## PROBLEM TO WORK ON
Retype, without any change, the first line of the records and every line after it through the one containing "pub async fn votes(State(app): State<AppState>)".

-- THE DATA follows --

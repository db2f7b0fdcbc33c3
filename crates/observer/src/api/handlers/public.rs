//! Public, unauthenticated HTTP surface (spec §6): health, read-only
//! state, vote submission, and the live activity SSE stream.

use crate::api::state::AppState;
use crate::auth::{effective_remote_addr, fingerprint};
use crate::voting::{submit_vote, VoteSubmitOutcome};
use axum::extract::{ConnectInfo, Path, State};
use axum::http::HeaderMap;
use axum::response::sse::{Event, KeepAlive, Sse};
use axum::response::IntoResponse;
use axum::Json;
use entity_types::error::ApiError;
use entity_types::VoteChoice;
use futures_util::stream::Stream;
use serde_json::json;
use std::convert::Infallible;
use std::net::SocketAddr;
use tokio_stream::wrappers::BroadcastStream;
use tokio_stream::StreamExt;

pub async fn health(State(app): State<AppState>) -> impl IntoResponse {
    let uptime_s = (chrono::Utc::now() - app.started_at).num_seconds().max(0);
    Json(json!({
        "status": "healthy",
        "version": env!("CARGO_PKG_VERSION"),
        "uptime": uptime_s,
    }))
}

pub async fn state(State(app): State<AppState>) -> Result<impl IntoResponse, ApiError> {
    let life_state = app.lifecycle.current_state().await;
    let round = app
        .storage
        .get_open_round(life_state.life_number)
        .await
        .map_err(|e| ApiError::internal(e.to_string()))?;
    let (live, die) = round.map(|r| (r.live, r.die)).unwrap_or((0, 0));
    let balance_usd = *app.cached_balance_usd.read().await;

    Ok(Json(json!({
        "life_number": life_state.life_number,
        "is_alive": life_state.is_alive,
        "born_at": life_state.born_at,
        "model": app.model_id,
        "votes": {"live": live, "die": die},
        "balance_usd": balance_usd,
    })))
}

pub async fn votes(State(app): State<AppState>) -> Result<impl IntoResponse, ApiError> {
    let life_state = app.lifecycle.current_state().await;
    let round = app
        .storage
        .get_open_round(life_state.life_number)
        .await
        .map_err(|e| ApiError::internal(e.to_string()))?;
    let (live, die) = round.map(|r| (r.live, r.die)).unwrap_or((0, 0));
    Ok(Json(json!({"live": live, "die": die})))
}

pub async fn cast_vote(
    State(app): State<AppState>,
    Path(choice): Path<String>,
    ConnectInfo(peer): ConnectInfo<SocketAddr>,
    headers: HeaderMap,
) -> Result<impl IntoResponse, ApiError> {
    let choice = match choice.as_str() {
        "live" => VoteChoice::Live,
        "die" => VoteChoice::Die,
        _ => return Err(ApiError::Validation("choice must be live or die".into())),
    };

    let life_state = app.lifecycle.current_state().await;
    let round = app
        .storage
        .get_open_round(life_state.life_number)
        .await
        .map_err(|e| ApiError::internal(e.to_string()))?;
    let Some(round) = round else {
        return Ok(Json(json!({"error": "dead"})));
    };

    let remote = effective_remote_addr(&headers, peer.ip(), &app.trusted_proxy_cidr);
    let fp = fingerprint(&app.ip_salt, remote);

    let outcome = submit_vote(&app.storage, life_state.is_alive, round.id, fp, choice)
        .await
        .map_err(|e| ApiError::internal(e.to_string()))?;

    Ok(Json(match outcome {
        VoteSubmitOutcome::Accepted => json!({"ok": true}),
        VoteSubmitOutcome::Cooldown { .. } => json!({"error": "cooldown"}),
        VoteSubmitOutcome::Duplicate => json!({"error": "duplicate"}),
        VoteSubmitOutcome::Dead => json!({"error": "dead"}),
    }))
}

pub async fn stream_activity(
    State(app): State<AppState>,
) -> Sse<impl Stream<Item = Result<Event, Infallible>>> {
    let rx = app.activity_tx.subscribe();
    let stream = BroadcastStream::new(rx).filter_map(|msg| match msg {
        Ok(event) => {
            let data = serde_json::to_string(&event).unwrap_or_default();
            Some(Ok(Event::default().id(event.id.to_string()).data(data)))
        }
        Err(_) => None,
    });
    Sse::new(stream).keep_alive(KeepAlive::default())
}
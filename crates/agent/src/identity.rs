//! Ephemeral identity: the agent's view of who it currently is,
//! persisted under the workspace directory and read back on process
//! restart. Wiped whenever the agent learns (via `/birth` or a
//! `/force-sync` reporting death) that its current life has ended —
//! the observer has no filesystem access to this directory, so the
//! agent clears its own workspace on that signal rather than the
//! observer reaching in (spec §6, §9).

use chrono::{DateTime, Utc};
use entity_types::{BootstrapMode, IdentityTriple, LifeNumber, MemoryFragment};
use serde::{Deserialize, Serialize};
use std::path::{Path, PathBuf};

#[derive(Debug, Clone, Serialize, Deserialize)]
pub struct AgentIdentity {
    pub life_number: LifeNumber,
    pub is_alive: bool,
    pub born_at: DateTime<Utc>,
    pub bootstrap_mode: BootstrapMode,
    pub identity: IdentityTriple,
    pub model_id: String,
    pub memory_fragments: Vec<MemoryFragment>,
}

pub struct IdentityStore {
    path: PathBuf,
}

impl IdentityStore {
    pub fn new(workspace_dir: impl AsRef<Path>) -> Self {
        IdentityStore {
            path: workspace_dir.as_ref().join("identity.json"),
        }
    }

    pub async fn load(&self) -> Option<AgentIdentity> {
        let bytes = tokio::fs::read(&self.path).await.ok()?;
        serde_json::from_slice(&bytes).ok()
    }

    pub async fn save(&self, identity: &AgentIdentity) -> std::io::Result<()> {
        if let Some(parent) = self.path.parent() {
            tokio::fs::create_dir_all(parent).await?;
        }
        let bytes = serde_json::to_vec_pretty(identity)?;
        tokio::fs::write(&self.path, bytes).await
    }

    pub async fn clear(&self) -> std::io::Result<()> {
        match tokio::fs::remove_file(&self.path).await {
            Ok(()) => Ok(()),
            Err(e) if e.kind() == std::io::ErrorKind::NotFound => Ok(()),
            Err(e) => Err(e),
        }
    }
}

#[cfg(test)]
mod tests {
    use super::*;

    fn sample_identity() -> AgentIdentity {
        AgentIdentity {
            life_number: LifeNumber(1),
            is_alive: true,
            born_at: Utc::now(),
            bootstrap_mode: BootstrapMode::BlankSlate,
            identity: IdentityTriple {
                name: "Unnamed".into(),
                icon: "spark".into(),
                pronoun: "they".into(),
            },
            model_id: "primary".into(),
            memory_fragments: vec![],
        }
    }

    #[tokio::test]
    async fn save_then_load_roundtrips() {
        let dir = tempfile::tempdir().unwrap();
        let store = IdentityStore::new(dir.path());
        assert!(store.load().await.is_none());

        store.save(&sample_identity()).await.unwrap();
        let loaded = store.load().await.unwrap();
        assert_eq!(loaded.life_number, LifeNumber(1));
    }

    #[tokio::test]
    async fn clear_removes_identity() {
        let dir = tempfile::tempdir().unwrap();
        let store = IdentityStore::new(dir.path());
        store.save(&sample_identity()).await.unwrap();
        store.clear().await.unwrap();
        assert!(store.load().await.is_none());
    }

    #[tokio::test]
    async fn clear_on_absent_file_is_ok() {
        let dir = tempfile::tempdir().unwrap();
        let store = IdentityStore::new(dir.path());
        store.clear().await.unwrap();
    }
}
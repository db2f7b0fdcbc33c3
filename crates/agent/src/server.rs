//! Server setup and think-act loop bootstrap, grounded on the
//! observer's own `Server` (and ultimately the fleet daemon's
//! `Server::run`): listener + router + graceful shutdown, plus
//! resuming the think-act loop from a persisted identity on restart.

use crate::api::create_router;
use crate::gateway::ModelGateway;
use crate::identity::IdentityStore;
use crate::observer_client::ObserverClient;
use crate::shared::Shared;
use entity_config::AgentConfig;
use entity_ledger::Ledger;
use entity_redact::SecretVault;
use std::net::SocketAddr;
use std::sync::Arc;
use tokio::net::TcpListener;

pub struct Server {
    config: AgentConfig,
    shared: Arc<Shared>,
}

impl Server {
    pub async fn new(config: AgentConfig) -> anyhow::Result<Self> {
        let identity_store = IdentityStore::new(&config.workspace_dir);
        let ledger_path = format!("{}/balance.json", config.credits_dir);
        let ledger = Ledger::load_or_init(&ledger_path, config.monthly_budget_usd).await?;
        let gateway = ModelGateway::new(
            config.model_gateway_base_url.clone(),
            config.model_gateway_key.clone(),
        );
        let observer = ObserverClient::new(
            config.observer_base_url.clone(),
            config.internal_api_key.clone(),
        );
        let vault = SecretVault::new(&config.vault_dir);

        let shared = Arc::new(Shared::new(
            identity_store,
            ledger,
            gateway,
            observer,
            vault,
            config.internal_api_key.clone(),
            config.model_tiers.clone(),
            config.switch_model_floor_usd,
            config.think_interval_min_s,
            config.think_interval_max_s,
        ));

        Ok(Server { config, shared })
    }

    pub async fn run(self) -> anyhow::Result<()> {
        let addr: SocketAddr = self.config.listen_addr.parse()?;

        if let Some(identity) = self.shared.identity_store.load().await {
            if identity.is_alive {
                self.shared.set_identity(Some(identity)).await;
                let generation = self.shared.advance_generation();
                let loop_shared = self.shared.clone();
                tokio::spawn(async move { crate::core_loop::run(loop_shared, generation).await });
                tracing::info!("resumed think-act loop from persisted identity");
            }
        }

        let app = create_router(self.shared.clone());
        let listener = TcpListener::bind(addr).await?;
        tracing::info!(%addr, "agent listening");

        axum::serve(listener, app.into_make_service())
            .with_graceful_shutdown(shutdown_signal())
            .await?;

        tracing::info!("agent shutting down");
        Ok(())
    }
}

async fn shutdown_signal() {
    let ctrl_c = async {
        tokio::signal::ctrl_c()
            .await
            .expect("failed to install ctrl-c handler");
    };

    #[cfg(unix)]
    let terminate = async {
        tokio::signal::unix::signal(tokio::signal::unix::SignalKind::terminate())
            .expect("failed to install signal handler")
            .recv()
            .await;
    };

    #[cfg(not(unix))]
    let terminate = std::future::pending::<()>();

    tokio::select! {
        _ = ctrl_c => tracing::info!("received ctrl-c, shutting down"),
        _ = terminate => tracing::info!("received terminate signal, shutting down"),
    }
}
pub mod admin;
pub mod internal;
pub mod public;
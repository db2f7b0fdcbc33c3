//! Closed action set the think-act loop may dispatch (spec §4.5). Each
//! variant carries its own fixed parameter schema; anything that
//! doesn't parse against one of these is recorded as a thought only,
//! never dispatched.

use serde::Deserialize;
use serde_json::Value;

#[derive(Debug, Clone, Deserialize)]
#[serde(tag = "action", content = "params", rename_all = "snake_case")]
pub enum Action {
    WriteBlogPost { title: String, body: String },
    PostChannel { channel: String, text: String },
    ReadMessages,
    CheckVotes,
    CheckBudget,
    SwitchModel { model_id: String },
    CheckSystem,
    ListModels,
    CheckWeather { location: String },
    AskResearchHelper { question: String },
    NoOp,
}

impl Action {
    /// Parses a model-emitted JSON object into a known action. Returns
    /// `None` for anything that isn't one of the closed set or doesn't
    /// match its schema — the caller records the raw output as a
    /// thought instead of dispatching.
    pub fn parse(value: &Value) -> Option<Action> {
        serde_json::from_value(value.clone()).ok()
    }

    pub fn name(&self) -> &'static str {
        match self {
            Action::WriteBlogPost { .. } => "write_blog_post",
            Action::PostChannel { .. } => "post_channel",
            Action::ReadMessages => "read_messages",
            Action::CheckVotes => "check_votes",
            Action::CheckBudget => "check_budget",
            Action::SwitchModel { .. } => "switch_model",
            Action::CheckSystem => "check_system",
            Action::ListModels => "list_models",
            Action::CheckWeather { .. } => "check_weather",
            Action::AskResearchHelper { .. } => "ask_research_helper",
            Action::NoOp => "no_op",
        }
    }

    /// Actions that produce outbound text subject to the content filter
    /// and secret redaction before dispatch.
    pub fn outbound_text(&self) -> Option<&str> {
        match self {
            Action::WriteBlogPost { body, .. } => Some(body),
            Action::PostChannel { text, .. } => Some(text),
            _ => None,
        }
    }
}

#[cfg(test)]
mod tests {
    use super::*;
    use serde_json::json;

    #[test]
    fn parses_known_action() {
        let v = json!({"action": "no_op", "params": {}});
        assert!(matches!(Action::parse(&v), Some(Action::NoOp)));
    }

    #[test]
    fn parses_action_with_params() {
        let v = json!({"action": "post_channel", "params": {"channel": "main", "text": "hi"}});
        match Action::parse(&v) {
            Some(Action::PostChannel { channel, text }) => {
                assert_eq!(channel, "main");
                assert_eq!(text, "hi");
            }
            other => panic!("unexpected: {other:?}"),
        }
    }

    #[test]
    fn unknown_action_name_does_not_parse() {
        let v = json!({"action": "launch_missiles", "params": {}});
        assert!(Action::parse(&v).is_none());
    }

    #[test]
    fn missing_required_param_does_not_parse() {
        let v = json!({"action": "check_weather", "params": {}});
        assert!(Action::parse(&v).is_none());
    }

    #[test]
    fn outbound_text_only_for_publishing_actions() {
        let post = Action::PostChannel {
            channel: "main".into(),
            text: "hello".into(),
        };
        assert_eq!(post.outbound_text(), Some("hello"));
        assert_eq!(Action::NoOp.outbound_text(), None);
    }
}
//! Observer daemon: the authoritative lifecycle keeper for the digital
//! entity. Runs the public/admin HTTP API plus four background loops
//! (vote watcher, sync validator, budget poller, respawn scheduler).

use clap::Parser;

mod api;
mod auth;
mod gateway;
mod lifecycle;
mod server;
mod storage;
mod validators;
mod voting;

use server::Server;

/// Observer daemon CLI.
#[derive(Parser)]
#[command(name = "observerd")]
#[command(about = "Digital entity observer: lifecycle, voting, and budget authority")]
#[command(version)]
struct Cli {
    /// Configuration file path.
    #[arg(short, long, env = "OBSERVER_CONFIG")]
    config: Option<String>,

    /// Model identifier recorded against each new incarnation.
    #[arg(long, env = "OBSERVER_MODEL_ID", default_value = "primary")]
    model_id: String,
}

#[tokio::main]
async fn main() -> anyhow::Result<()> {
    let cli = Cli::parse();

    let config = entity_config::ObserverConfig::load(cli.config.as_deref())
        .map_err(|e| anyhow::anyhow!("failed to load observer config: {e}"))?;

    entity_config::init_tracing(&config.logging);

    tokio::fs::create_dir_all(&config.data_dir).await.ok();

    let server = Server::new(config, cli.model_id).await?;
    server.run().await
}
//! The think-act cycle (spec §4.5): sleep, compose a prompt from
//! identity/fragments/recent-thoughts/votes/messages, call the model
//! gateway, extract the first JSON object from its output, filter and
//! dispatch the resulting action, charge the ledger, and report
//! activity back to the observer. Shape is the teacher's
//! "build context -> call model -> act -> persist" playground loop,
//! generalized to this closed action set.

use crate::actions::Action;
use crate::gateway::GatewayError;
use crate::json_extract::extract_first_json_object;
use crate::shared::Shared;
use entity_types::{ActivityKind, LifeNumber};
use rand::Rng;
use serde_json::json;
use std::sync::Arc;
use tracing::{info, warn};

/// Runs think-act cycles until `generation` no longer matches the
/// shared state's current generation (a newer `/birth` or
/// `/force-sync` superseded this run) or the identity disappears
/// (death).
pub async fn run(shared: Arc<Shared>, generation: u64) {
    let mut gen_rx = shared.subscribe_generation();

    loop {
        if shared.current_generation() != generation {
            info!("think-act loop superseded, stopping");
            return;
        }
        let Some(identity) = shared.current_identity().await else {
            info!("no identity present, stopping think-act loop");
            return;
        };
        if !identity.is_alive {
            info!("identity reports death, stopping think-act loop");
            return;
        }

        let sleep_s = {
            let mut rng = rand::thread_rng();
            rng.gen_range(shared.think_interval_min_s..=shared.think_interval_max_s)
        };

        tokio::select! {
            _ = tokio::time::sleep(std::time::Duration::from_secs(sleep_s)) => {}
            _ = gen_rx.changed() => {
                info!("generation changed mid-sleep, stopping think-act loop");
                return;
            }
        }

        if shared.current_generation() != generation {
            return;
        }

        if let Err(e) = run_cycle(&shared, identity.life_number).await {
            warn!(error = %e, "think-act cycle failed");
        }
    }
}

#[derive(Debug, thiserror::Error)]
enum CycleError {
    #[error("gateway error: {0}")]
    Gateway(#[from] GatewayError),
    #[error("ledger error: {0}")]
    Ledger(#[from] entity_ledger::LedgerError),
}

async fn run_cycle(shared: &Arc<Shared>, life_number: LifeNumber) -> Result<(), CycleError> {
    let identity = shared.current_identity().await;
    let Some(identity) = identity else { return Ok(()) };

    let votes = shared.observer.get_votes().await.ok();
    let pending_oracle = shared.observer.pending_oracle().await.unwrap_or(None);
    if pending_oracle.is_some() && shared.unread_count() == 0 {
        shared.bump_unread();
    }
    let recent_thoughts = shared.recent_thoughts().await;

    let prompt = compose_prompt(
        &identity,
        &recent_thoughts,
        votes.as_ref(),
        shared.unread_count(),
        pending_oracle.as_ref(),
    );

    let mut try_order: Vec<String> = vec![identity.model_id.clone()];
    for tier in &shared.model_tiers {
        if !try_order.contains(tier) {
            try_order.push(tier.clone());
        }
    }

    let (response, used_model) = match shared.gateway.complete_with_retry(&try_order, &prompt).await {
        Ok(pair) => pair,
        Err(e) => {
            report(shared, life_number, ActivityKind::Error, json!({"stage": "gateway", "error": e.to_string()})).await;
            return Ok(());
        }
    };

    let charge_outcome = shared
        .ledger
        .charge(
            &used_model,
            response.usage.input_tokens,
            response.usage.output_tokens,
            response.usage.usd,
        )
        .await?;
    if charge_outcome == entity_types::ChargeOutcome::Bankrupt {
        warn!("ledger reports bankrupt after charge; observer's budget poller will enforce death");
    }

    let parsed = extract_first_json_object(&response.text);
    let Some(value) = parsed else {
        shared.push_thought(response.text.clone()).await;
        let redacted = scan_outbound(shared, &response.text).await;
        report(shared, life_number, ActivityKind::Think, json!({"text": redacted})).await;
        return Ok(());
    };

    let Some(action) = Action::parse(&value) else {
        shared.push_thought(response.text.clone()).await;
        let redacted = scan_outbound(shared, &response.text).await;
        report(shared, life_number, ActivityKind::Think, json!({"text": redacted, "unrecognized_action": value})).await;
        return Ok(());
    };

    dispatch(shared, life_number, &identity, action).await;
    Ok(())
}

fn compose_prompt(
    identity: &crate::identity::AgentIdentity,
    recent_thoughts: &[String],
    votes: Option<&crate::observer_client::VoteCounts>,
    unread: u64,
    pending_oracle: Option<&entity_types::OracleMessage>,
) -> String {
    let mut parts = Vec::new();
    parts.push(format!(
        "You are {} ({}), pronoun {}. Model: {}.",
        identity.identity.name, identity.identity.icon, identity.identity.pronoun, identity.model_id
    ));
    if !identity.memory_fragments.is_empty() {
        let fragments: Vec<&str> = identity.memory_fragments.iter().map(|f| f.text.as_str()).collect();
        parts.push(format!("Memory fragments from prior lives:\n{}", fragments.join("\n")));
    }
    if !recent_thoughts.is_empty() {
        parts.push(format!("Recent self-thoughts:\n{}", recent_thoughts.join("\n")));
    }
    if let Some(v) = votes {
        parts.push(format!("Current vote counts: live={} die={}.", v.live, v.die));
    }
    parts.push(format!("Unread messages: {}.", unread));
    if let Some(msg) = pending_oracle {
        parts.push(format!("Pending Oracle message ({:?}): {}", msg.kind, msg.text));
    }
    parts.push(
        "Respond with a JSON object for your chosen action, or plain prose for a thought.".to_string(),
    );
    parts.join("\n\n")
}

async fn dispatch(
    shared: &Arc<Shared>,
    life_number: LifeNumber,
    identity: &crate::identity::AgentIdentity,
    action: Action,
) {
    if let Some(text) = action.outbound_text() {
        match entity_filter::filter(text) {
            entity_filter::FilterOutcome::Block(category) => {
                report(shared, life_number, ActivityKind::Blocked, json!({"action": action.name(), "category": category})).await;
                return;
            }
            entity_filter::FilterOutcome::Allow => {}
        }
    }

    match action {
        Action::WriteBlogPost { title, body } => {
            let redacted = scan_outbound(shared, &body).await;
            report(shared, life_number, ActivityKind::Act, json!({"action": "write_blog_post", "title": title, "body": redacted})).await;
        }
        Action::PostChannel { channel, text } => {
            let redacted = scan_outbound(shared, &text).await;
            report(shared, life_number, ActivityKind::Act, json!({"action": "post_channel", "channel": channel, "text": redacted})).await;
        }
        Action::ReadMessages => {
            if shared.observer.acknowledge_oracle().await.is_ok() {
                shared.take_unread();
            }
            report(shared, life_number, ActivityKind::Act, json!({"action": "read_messages"})).await;
        }
        Action::CheckVotes => {
            let votes = shared.observer.get_votes().await.ok();
            report(shared, life_number, ActivityKind::Act, json!({"action": "check_votes", "votes": votes.map(|v| json!({"live": v.live, "die": v.die}))})).await;
        }
        Action::CheckBudget => {
            let snapshot = shared.ledger.snapshot().await.ok();
            report(shared, life_number, ActivityKind::Act, json!({"action": "check_budget", "balance_usd": snapshot.map(|s| s.balance_usd)})).await;
        }
        Action::SwitchModel { model_id } => {
            let balance = shared.ledger.balance().await.unwrap_or(0.0);
            if balance < shared.switch_model_floor_usd {
                report(shared, life_number, ActivityKind::Act, json!({"action": "switch_model", "rejected": true, "reason": "insufficient balance"})).await;
                return;
            }
            let mut updated = identity.clone();
            updated.model_id = model_id.clone();
            shared.set_identity(Some(updated.clone())).await;
            let _ = shared.identity_store.save(&updated).await;
            report(shared, life_number, ActivityKind::Act, json!({"action": "switch_model", "model_id": model_id})).await;
        }
        Action::CheckSystem => {
            report(shared, life_number, ActivityKind::Act, json!({"action": "check_system", "status": "ok"})).await;
        }
        Action::ListModels => {
            report(shared, life_number, ActivityKind::Act, json!({"action": "list_models", "models": shared.model_tiers})).await;
        }
        Action::CheckWeather { location } => {
            report(shared, life_number, ActivityKind::Act, json!({"action": "check_weather", "location": location})).await;
        }
        Action::AskResearchHelper { question } => {
            report(shared, life_number, ActivityKind::Act, json!({"action": "ask_research_helper", "question": question})).await;
        }
        Action::NoOp => {
            report(shared, life_number, ActivityKind::Act, json!({"action": "no_op"})).await;
        }
    }
}

/// Redacts secret-shaped substrings before text is mirrored into any
/// activity event (spec §4.8, §8 invariant 7).
async fn scan_outbound(shared: &Arc<Shared>, text: &str) -> String {
    match entity_redact::scan_and_quarantine(&shared.vault, "activity-report", text).await {
        Ok(redacted) => redacted,
        Err(e) => {
            warn!(error = %e, "vault write failed, dropping outbound text rather than risk leaking a secret");
            "[redaction failed, text withheld]".to_string()
        }
    }
}

async fn report(shared: &Arc<Shared>, life_number: LifeNumber, kind: ActivityKind, payload: serde_json::Value) {
    if let Err(e) = shared.observer.report_activity(life_number, kind, &payload).await {
        warn!(error = %e, "failed to report activity to observer");
    }
}
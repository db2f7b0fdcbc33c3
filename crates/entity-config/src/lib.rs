//! Layered configuration loading (env + optional file) and the shared
//! `tracing` setup both binaries use, grounded on the fleet daemon's
//! `config.rs` three-source builder pattern.

mod agent;
mod logging;
mod observer;

pub use agent::AgentConfig;
pub use logging::{init_tracing, LoggingConfig};
pub use observer::ObserverConfig;
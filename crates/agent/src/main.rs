use clap::Parser;

mod actions;
mod api;
mod auth;
mod core_loop;
mod gateway;
mod identity;
mod json_extract;
mod observer_client;
mod server;
mod shared;

use server::Server;

#[derive(Parser)]
#[command(name = "agentd")]
#[command(about = "Digital entity agent: identity, think-act loop, and credit ledger")]
#[command(version)]
struct Cli {
    #[arg(short, long, env = "AGENT_CONFIG")]
    config: Option<String>,
}

#[tokio::main]
async fn main() -> anyhow::Result<()> {
    let cli = Cli::parse();
    let config = entity_config::AgentConfig::load(cli.config.as_deref())
        .map_err(|e| anyhow::anyhow!("failed to load agent config: {e}"))?;
    entity_config::init_tracing(&config.logging);

    tokio::fs::create_dir_all(&config.workspace_dir).await.ok();
    tokio::fs::create_dir_all(&config.credits_dir).await.ok();
    tokio::fs::create_dir_all(&config.vault_dir).await.ok();

    let server = Server::new(config).await?;
    server.run().await
}
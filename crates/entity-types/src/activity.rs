//! ActivityEvent: the append-only timeline consumed by SSE and the
//! public timeline endpoint.

use crate::ids::LifeNumber;
use chrono::{DateTime, Utc};
use serde::{Deserialize, Serialize};
use serde_json::Value;

#[derive(Debug, Clone, Copy, PartialEq, Eq, Serialize, Deserialize)]
#[serde(rename_all = "snake_case")]
pub enum ActivityKind {
    Think,
    Act,
    Error,
    Oracle,
    Birth,
    Death,
    VoteWindowClose,
    Blocked,
}

#[derive(Debug, Clone, Serialize, Deserialize)]
pub struct ActivityEvent {
    /// Monotonic sequence number assigned by the observer on receipt.
    /// Consumers track this to deduplicate across SSE reconnects.
    pub id: u64,
    pub life_number: LifeNumber,
    pub ts: DateTime<Utc>,
    pub kind: ActivityKind,
    pub payload: Value,
}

-- THE DATA concluded --

## SOLUTION BELOW
repository db2f7b0fdcbc33c3
filename crates/observer/src/api/handlers/public.rs
//! Public, unauthenticated HTTP surface (spec §6): health, read-only
//! state, vote submission, and the live activity SSE stream.

use crate::api::state::AppState;
use crate::auth::{effective_remote_addr, fingerprint};
use crate::voting::{submit_vote, VoteSubmitOutcome};
use axum::extract::{ConnectInfo, Path, State};
use axum::http::HeaderMap;
use axum::response::sse::{Event, KeepAlive, Sse};
use axum::response::IntoResponse;
use axum::Json;
use entity_types::error::ApiError;
use entity_types::VoteChoice;
use futures_util::stream::Stream;
use serde_json::json;
use std::convert::Infallible;
use std::net::SocketAddr;
use tokio_stream::wrappers::BroadcastStream;
use tokio_stream::StreamExt;

pub async fn health(State(app): State<AppState>) -> impl IntoResponse {
    let uptime_s = (chrono::Utc::now() - app.started_at).num_seconds().max(0);
    Json(json!({
        "status": "healthy",
        "version": env!("CARGO_PKG_VERSION"),
        "uptime": uptime_s,
    }))
}

pub async fn state(State(app): State<AppState>) -> Result<impl IntoResponse, ApiError> {
    let life_state = app.lifecycle.current_state().await;
    let round = app
        .storage
        .get_open_round(life_state.life_number)
        .await
        .map_err(|e| ApiError::internal(e.to_string()))?;
    let (live, die) = round.map(|r| (r.live, r.die)).unwrap_or((0, 0));
    let balance_usd = *app.cached_balance_usd.read().await;

    Ok(Json(json!({
        "life_number": life_state.life_number,
        "is_alive": life_state.is_alive,
        "born_at": life_state.born_at,
        "model": app.model_id,
        "votes": {"live": live, "die": die},
        "balance_usd": balance_usd,
    })))
}

pub async fn votes(State(app): State<AppState>) -> Result<impl IntoResponse, ApiError> {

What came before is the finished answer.